### Dataset content
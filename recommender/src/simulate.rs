use std::{sync::Arc, thread::available_parallelism};

use anyhow::{Context, Result};
use resources::{
    config::RecommenderConfig,
    objects::{
        AnalysisSeries, ReasonMap, StartupBudget, WorkloadIdentity, WorkloadPlan,
        WorkloadRecommendation, WorkloadTrace,
    },
    utils::{mean, nan_max, round_half_up},
};
use tokio::sync::Semaphore;
use tokio_util::sync::CancellationToken;

use crate::savings::calculate_savings;

/// Simulation result for one plan: the verdict-carrying recommendation
/// and, for plans that survived, the per-window analysis series.
#[derive(Debug, Clone)]
pub struct PlanOutcome {
    pub analysis: Option<AnalysisSeries>,
    pub recommendation: WorkloadRecommendation,
}

/// Result of simulating a whole plan set against one trace.
#[derive(Debug, Clone, Default)]
pub struct SimulationBatch {
    pub best_analysis: Option<AnalysisSeries>,
    pub best: Option<WorkloadRecommendation>,
    pub reasons: ReasonMap,
    pub analyses: Vec<AnalysisSeries>,
}

/// Re-check the gates a plan must hold before it is worth simulating.
fn plan_validity_guard(config: &RecommenderConfig, plan: &WorkloadPlan) -> Result<(), String> {
    if plan.max_usage_slope_up_ratio > config.hpa_scale_limit {
        return Err(format!(
            "max usage slope-up ratio {} exceeds HPA scale limit {}",
            plan.max_usage_slope_up_ratio, config.hpa_scale_limit
        ));
    }
    if plan.recommended_min_replicas > plan.recommended_max_replicas {
        return Err(format!(
            "min replicas {} greater than max replicas {}",
            plan.recommended_min_replicas, plan.recommended_max_replicas
        ));
    }
    if plan.recommended_hpa_target_cpu < config.min_hpa_target_cpu {
        return Err(format!(
            "recommended HPA target CPU {} is less than the minimum {}",
            plan.recommended_hpa_target_cpu, config.min_hpa_target_cpu
        ));
    }
    Ok(())
}

/// Replicas needed to carry the load seen during the first reaction window.
fn starting_replicas(trace: &WorkloadTrace, plan: &WorkloadPlan) -> u32 {
    let rows = trace.rows();
    let horizon = (plan.workload_e2e_startup_latency_rows + 1).min(rows.len());
    let max_cpu = nan_max(
        rows[..horizon]
            .iter()
            .map(|row| row.sum_containers_cpu_usage),
    );
    let starting = (max_cpu / plan.recommended_cpu_request).ceil() as u32;
    starting.clamp(plan.recommended_min_replicas, plan.recommended_max_replicas)
}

### What the task asks
Copy out the lines above, from the one holding "rows[..horizon]" through the final line, with no other lines.

### Answer to this exercise
        rows[..horizon]
            .iter()
            .map(|row| row.sum_containers_cpu_usage),
    );
    let starting = (max_cpu / plan.recommended_cpu_request).ceil() as u32;
    starting.clamp(plan.recommended_min_replicas, plan.recommended_max_replicas)
}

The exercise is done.